Line up next to my Z and ummmm oh wait line up to it when it runs again. Of course it is still going to be a VG30ET.

I'd like to pick up a slicktop and drop an LS1 with a T56 in it.


----------



## Zen31ZR (Mar 24, 2004)

JAMESZ said:


> Line up next to my Z and ummmm oh wait line up to it when it runs again. Of course it is still going to be a VG30ET.
> 
> I'd like to pick up a slicktop and drop an LS1 with a T56 in it.

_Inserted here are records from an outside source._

use std::path::Path;

use super::{error, info, usage_status};
use crate::commands::registry::CommandInvocation;
use crate::commands::CommandResult;
use crate::core::attachments::process_file;
use crate::core::conversation::{load_conversation, save_conversation, ConversationError};
use crate::core::message::AppMessageKind;
use crate::core::session::ChatSession;
use crate::ui::metadata::format_metadata;

const USAGE_LOAD: &str = "Usage: /load <file>";
const USAGE_ATTACH: &str = "Usage: /attach <path>";

pub(crate) fn handle_save(
    session: &mut ChatSession,
    invocation: CommandInvocation<'_>,
) -> CommandResult {
    if session.history().is_empty() {
        return info(session, "Nothing to save yet.");
    }
    match save_conversation(invocation.args, &session.to_record()) {
        Ok(path) => info(session, format!("Conversation saved to {}", path.display())),
        Err(err) => error(session, format!("Save failed: {err}")),
    }
}

pub(crate) fn handle_load(
    session: &mut ChatSession,
    invocation: CommandInvocation<'_>,
) -> CommandResult {
    if invocation.args.is_empty() {
        return usage_status(session, USAGE_LOAD);
    }
    let path = Path::new(invocation.args);
    match load_conversation(path) {
        Ok(record) => {
            let count = record.messages.len();
            session.load_record(record);
            info(
                session,
                format!("Loaded {count} messages from {}", path.display()),
            )
        }
        Err(ConversationError::Invalid(err)) => {
            session.add_app_message(
                AppMessageKind::Warning,
                format!("Conversation not loaded: {err}"),
            );
            CommandResult::Continue
        }
        Err(err) => error(session, format!("Load failed: {err}")),
    }
}

pub(crate) fn handle_clear(
    session: &mut ChatSession,
    _invocation: CommandInvocation<'_>,
) -> CommandResult {
    session.clear();
    info(session, "Conversation cleared.")
}

pub(crate) fn handle_attach(
    session: &mut ChatSession,
    invocation: CommandInvocation<'_>,
) -> CommandResult {
    if invocation.args.is_empty() {
        return usage_status(session, USAGE_ATTACH);
    }
    match process_file(Path::new(invocation.args)) {
        Ok(attachment) => {
            let message = format!(
                "Attached {}: {} (sent with your next message)",
                attachment.name, attachment.summary
            );
            session.attach(attachment);
            info(session, message)
        }
        Err(err) => {
            session.add_app_message(AppMessageKind::Warning, err.to_string());
            CommandResult::Continue
        }
    }
}

pub(crate) fn handle_detach(
    session: &mut ChatSession,
    _invocation: CommandInvocation<'_>,
) -> CommandResult {
    match session.clear_attachments() {
        0 => info(session, "No pending attachments."),
        1 => info(session, "Removed 1 attachment."),
        count => info(session, format!("Removed {count} attachments.")),
    }
}

pub(crate) fn handle_metadata(
    session: &mut ChatSession,
    _invocation: CommandInvocation<'_>,
) -> CommandResult {
    let Some(metadata) = session.last_metadata() else {
        return info(session, "No answer yet.");
    };
    let text = format_metadata(metadata);
    info(session, text)
}
//! Conversation state and the request/response turn.

use std::error::Error as StdError;
use std::fmt;
use tokio_util::sync::CancellationToken;
use tracing::{debug, info, warn};

use crate::api::ToolServer;
use crate::core::aggregator::{aggregate, ResponseMetadata, ResponseRenderer};
use crate::core::attachments::{user_content, Attachment};
use crate::core::chat_stream::{ChunkSource, StreamRequest, TransportError, TransportMode};
use crate::core::constants::{
    DEFAULT_MAX_TOKENS, DEFAULT_MODEL, DEFAULT_SYSTEM_MESSAGE, DEFAULT_TEMPERATURE,
};
use crate::core::conversation::ConversationRecord;
use crate::core::message::{AppMessage, AppMessageKind, ChatMessage, Role};

#[derive(Debug, Clone, PartialEq)]
pub struct GenerationSettings {
    pub model: String,
    pub temperature: f32,
    pub max_tokens: u32,
    pub system_message: String,
}

impl Default for GenerationSettings {
    fn default() -> Self {
        Self {
            model: DEFAULT_MODEL.to_string(),
            temperature: DEFAULT_TEMPERATURE,
            max_tokens: DEFAULT_MAX_TOKENS,
            system_message: DEFAULT_SYSTEM_MESSAGE.to_string(),
        }
    }
}

#[derive(Debug, Clone, PartialEq)]
pub enum SettingsError {
    Temperature(f32),
    MaxTokens,
    EmptyModel,
}

impl fmt::Display for SettingsError {
    fn fmt(&self, f: &mut fmt::Formatter<'_>) -> fmt::Result {
        match self {
            SettingsError::Temperature(value) => {
                write!(f, "Temperature must be between 0.0 and 1.0 (got {value})")
            }
            SettingsError::MaxTokens => write!(f, "Max tokens must be greater than zero"),
            SettingsError::EmptyModel => write!(f, "Model must not be empty"),
        }
    }
}

impl StdError for SettingsError {}

pub fn validate_temperature(value: f32) -> Result<f32, SettingsError> {
    if (0.0..=1.0).contains(&value) {
        Ok(value)
    } else {
        Err(SettingsError::Temperature(value))
    }
}

pub fn validate_max_tokens(value: u32) -> Result<u32, SettingsError> {
    if value > 0 {
        Ok(value)
    } else {
        Err(SettingsError::MaxTokens)
    }
}

impl GenerationSettings {
    pub fn validate(&self) -> Result<(), SettingsError> {
        if self.model.trim().is_empty() {
            return Err(SettingsError::EmptyModel);
        }
        validate_temperature(self.temperature)?;
        validate_max_tokens(self.max_tokens)?;
        Ok(())
    }
}

/// What came back from one turn.
#[derive(Debug, Clone)]
pub struct TurnOutcome {
    pub text: String,
    pub metadata: ResponseMetadata,
    pub cancelled: bool,
    /// Whether the exchange was added to the history.
    pub committed: bool,
}

#[derive(Debug, Default)]
pub struct ChatSession {
    pub settings: GenerationSettings,
    history: Vec<ChatMessage>,
    metadata_history: Vec<ResponseMetadata>,
    pending_attachments: Vec<Attachment>,
    tool_servers: Vec<ToolServer>,
    use_tool_servers: bool,
    app_messages: Vec<AppMessage>,
}

impl ChatSession {
    pub fn new(settings: GenerationSettings) -> Self {
        Self {
            settings,
            ..Default::default()
        }
    }

    pub fn history(&self) -> &[ChatMessage] {
        &self.history
    }

    pub fn metadata_history(&self) -> &[ResponseMetadata] {
        &self.metadata_history
    }

    pub fn last_metadata(&self) -> Option<&ResponseMetadata> {
        self.metadata_history.last()
    }

    /// Forget the conversation. Settings and tool servers are kept.
    pub fn clear(&mut self) {
        self.history.clear();
        self.metadata_history.clear();
        self.pending_attachments.clear();
    }

    pub fn attach(&mut self, attachment: Attachment) {
        self.pending_attachments
            .retain(|existing| existing.name != attachment.name);
        self.pending_attachments.push(attachment);
    }

    pub fn pending_attachments(&self) -> &[Attachment] {
        &self.pending_attachments
    }

    pub fn clear_attachments(&mut self) -> usize {
        let count = self.pending_attachments.len();
        self.pending_attachments.clear();
        count
    }

    pub fn tool_servers(&self) -> &[ToolServer] {
        &self.tool_servers
    }

    /// Returns false if the server was already registered.
    pub fn add_tool_server(&mut self, url: &str) -> bool {
        let url = url.trim();
        if self.tool_servers.iter().any(|server| server.url == url) {
            return false;
        }
        self.tool_servers.push(ToolServer::new(url));
        true
    }

    pub fn remove_tool_server(&mut self, url: &str) -> bool {
        let url = url.trim();
        let before = self.tool_servers.len();
        self.tool_servers.retain(|server| server.url != url);
        self.tool_servers.len() != before
    }

    pub fn use_tool_servers(&self) -> bool {
        self.use_tool_servers
    }

    pub fn set_use_tool_servers(&mut self, enabled: bool) {
        self.use_tool_servers = enabled;
    }

    pub fn transport_mode(&self) -> TransportMode {
        if self.use_tool_servers && !self.tool_servers.is_empty() {
            TransportMode::Direct(self.tool_servers.clone())
        } else {
            TransportMode::Delegated
        }
    }

    pub fn add_app_message(&mut self, kind: AppMessageKind, content: impl Into<String>) {
        self.app_messages.push(AppMessage::new(kind, content));
    }

    pub fn take_app_messages(&mut self) -> Vec<AppMessage> {
        std::mem::take(&mut self.app_messages)
    }

    fn build_request(&self, user: ChatMessage) -> StreamRequest {
        let mut messages = Vec::with_capacity(self.history.len() + 2);
        messages.push(ChatMessage::system(self.settings.system_message.as_str()));
        messages.extend(self.history.iter().cloned());
        messages.push(user);

        StreamRequest {
            model: self.settings.model.clone(),
            messages,
            temperature: self.settings.temperature,
            max_tokens: self.settings.max_tokens,
            mode: self.transport_mode(),
        }
    }

    /// Build a request for `prompt` without touching the history. Pending
    /// attachments are consumed.
    pub fn prepare_request(&mut self, prompt: &str) -> StreamRequest {
        let attachments = std::mem::take(&mut self.pending_attachments);
        self.build_request(ChatMessage::user(user_content(prompt, &attachments)))
    }

    /// Send `prompt` (plus any pending attachments) and stream the answer.
    ///
    /// The exchange is committed to the history only when a non-empty answer
    /// came back; transport failures leave the session untouched apart from
    /// the consumed attachments.
    pub async fn run_turn<S, R>(
        &mut self,
        source: &S,
        prompt: &str,
        renderer: &mut R,
        cancel: &CancellationToken,
    ) -> Result<TurnOutcome, TransportError>
    where
        S: ChunkSource + ?Sized,
        R: ResponseRenderer + ?Sized,
    {
        let attachments = std::mem::take(&mut self.pending_attachments);
        let user = ChatMessage::user(user_content(prompt, &attachments));
        let request = self.build_request(user.clone());
        debug!(
            attachments = attachments.len(),
            mode = request.mode.name(),
            "Starting turn"
        );

        let stream = source.open_stream(request).await.inspect_err(|err| {
            warn!(error = %err, "Failed to open chat stream");
        })?;
        let response = aggregate(stream, renderer, cancel).await.inspect_err(|err| {
            warn!(error = %err, "Chat stream failed");
        })?;

        let committed = !response.text.is_empty();
        if committed {
            self.history.push(user);
            self.history.push(ChatMessage::assistant(response.text.as_str()));
            self.metadata_history.push(response.metadata.clone());
        }
        info!(
            committed,
            cancelled = response.cancelled,
            history = self.history.len(),
            "Turn finished"
        );

        Ok(TurnOutcome {
            text: response.text,
            metadata: response.metadata,
            cancelled: response.cancelled,
            committed,
        })
    }

    pub fn to_record(&self) -> ConversationRecord {
        ConversationRecord::new(
            self.settings.model.clone(),
            self.settings.system_message.clone(),
            self.history.clone(),
        )
    }

    /// Replace the conversation with a loaded one. System entries in the
    /// message list are folded into the system message.
    pub fn load_record(&mut self, record: ConversationRecord) {
        let mut system_message = record.system_message;
        let mut history = Vec::with_capacity(record.messages.len());
        for message in record.messages {
            if message.role == Role::System {
                if system_message.is_empty() {
                    system_message = message.content.display_text();
                }
            } else {
                history.push(message);
            }
        }

        if !record.model.is_empty() {
            self.settings.model = record.model;
        }
        if !system_message.is_empty() {
            self.settings.system_message = system_message;
        }
        self.history = history;
        self.metadata_history.clear();
        self.pending_attachments.clear();
    }
}
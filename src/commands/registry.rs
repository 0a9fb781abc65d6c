use super::handlers;
use super::CommandResult;
use crate::core::session::ChatSession;

pub type CommandHandler = fn(&mut ChatSession, CommandInvocation<'_>) -> CommandResult;

pub struct Command {
    pub name: &'static str,
    pub usage: &'static str,
    pub help: &'static str,
    pub handler: CommandHandler,
}

#[derive(Clone, Copy)]
pub struct CommandInvocation<'a> {
    pub input: &'a str,
    pub args: &'a str,
}

impl<'a> CommandInvocation<'a> {
    pub fn arg(&self, index: usize) -> Option<&'a str> {
        self.args.split_whitespace().nth(index)
    }
}

pub fn all_commands() -> &'static [Command] {
    COMMANDS
}

pub fn find_command(name: &str) -> Option<&'static Command> {
    all_commands()
        .iter()
        .find(|command| command.name.eq_ignore_ascii_case(name))
}

/// Commands whose name starts with `prefix`, for completion hints.
pub fn matching_commands(prefix: &str) -> Vec<&'static Command> {
    let prefix = prefix.trim_start_matches('/').to_ascii_lowercase();
    all_commands()
        .iter()
        .filter(|command| command.name.starts_with(&prefix))
        .collect()
}

const COMMANDS: &[Command] = &[
    Command {
        name: "help",
        usage: "/help",
        help: "Show available commands.",
        handler: super::handle_help,
    },
    Command {
        name: "save",
        usage: "/save [file]",
        help: "Save the conversation as JSON (timestamped name if omitted).",
        handler: handlers::io::handle_save,
    },
    Command {
        name: "load",
        usage: "/load <file>",
        help: "Replace the conversation with a saved one.",
        handler: handlers::io::handle_load,
    },
    Command {
        name: "clear",
        usage: "/clear",
        help: "Start a new conversation.",
        handler: handlers::io::handle_clear,
    },
    Command {
        name: "attach",
        usage: "/attach <path>",
        help: "Attach a text, JSON or image file to the next message.",
        handler: handlers::io::handle_attach,
    },
    Command {
        name: "detach",
        usage: "/detach",
        help: "Drop pending attachments.",
        handler: handlers::io::handle_detach,
    },
    Command {
        name: "model",
        usage: "/model [id]",
        help: "List models or switch to one.",
        handler: handlers::settings::handle_model,
    },
    Command {
        name: "temperature",
        usage: "/temperature <0.0-1.0>",
        help: "Set the sampling temperature.",
        handler: handlers::settings::handle_temperature,
    },
    Command {
        name: "max-tokens",
        usage: "/max-tokens <n>",
        help: "Set the answer length limit.",
        handler: handlers::settings::handle_max_tokens,
    },
    Command {
        name: "system",
        usage: "/system [text]",
        help: "Show or replace the system message.",
        handler: handlers::settings::handle_system,
    },
    Command {
        name: "mcp",
        usage: "/mcp [on|off|add <url>|remove <url>|list]",
        help: "Manage tool-augmentation servers for this session.",
        handler: handlers::mcp::handle_mcp,
    },
    Command {
        name: "metadata",
        usage: "/metadata",
        help: "Show usage, citations and references for the last answer.",
        handler: handlers::io::handle_metadata,
    },
    Command {
        name: "quit",
        usage: "/quit",
        help: "Leave the chat.",
        handler: super::handle_quit,
    },
];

Well, you know how I feel about cross swapping. Remember that huge fight I had with wtf was his name.......


----------



## hsvblondie428 (Dec 27, 2004)

wow. and i thought i got off subject easily. but! i have a 280zx that i love and i am currently in the process of finding an engine to put in it. mine runs fine. i just want more power. like every one else. 

*~*lara*~*


----------



## JAMESZ (Mar 12, 2004)

hsvblondie428 said:


> wow. and i thought i got off subject easily. but! i have a 280zx that i love and i am currently in the process of finding an engine to put in it. mine runs fine. i just want more power. like every one else.
> 
> *~*lara*~*


Yeah we do that sometimes. For the 280ZX I would just suggest an L28ET swap. For the Z31 if your not worried about power another VG30E can be had very cheap, and a VG30ET swap wouldn't cost much more.


----------



## hsvblondie428 (Dec 27, 2004)

0341TODD said:


> Or a 350 chevy........a knocking rod? what about a knocking valve? Dont let these guys know if its automatic or not .....theyll rip you a new one




And why would I buy an automatic...I may be young and female..but Im not stupid  

*~*lara*~*


----------



## Domdogg123 (Nov 12, 2004)

hsvblondie428 said:


> And why would I buy an automatic...I may be young and female..but Im not stupid
> 
> *~*lara*~*


PWN3D!!!!!!!!!


----------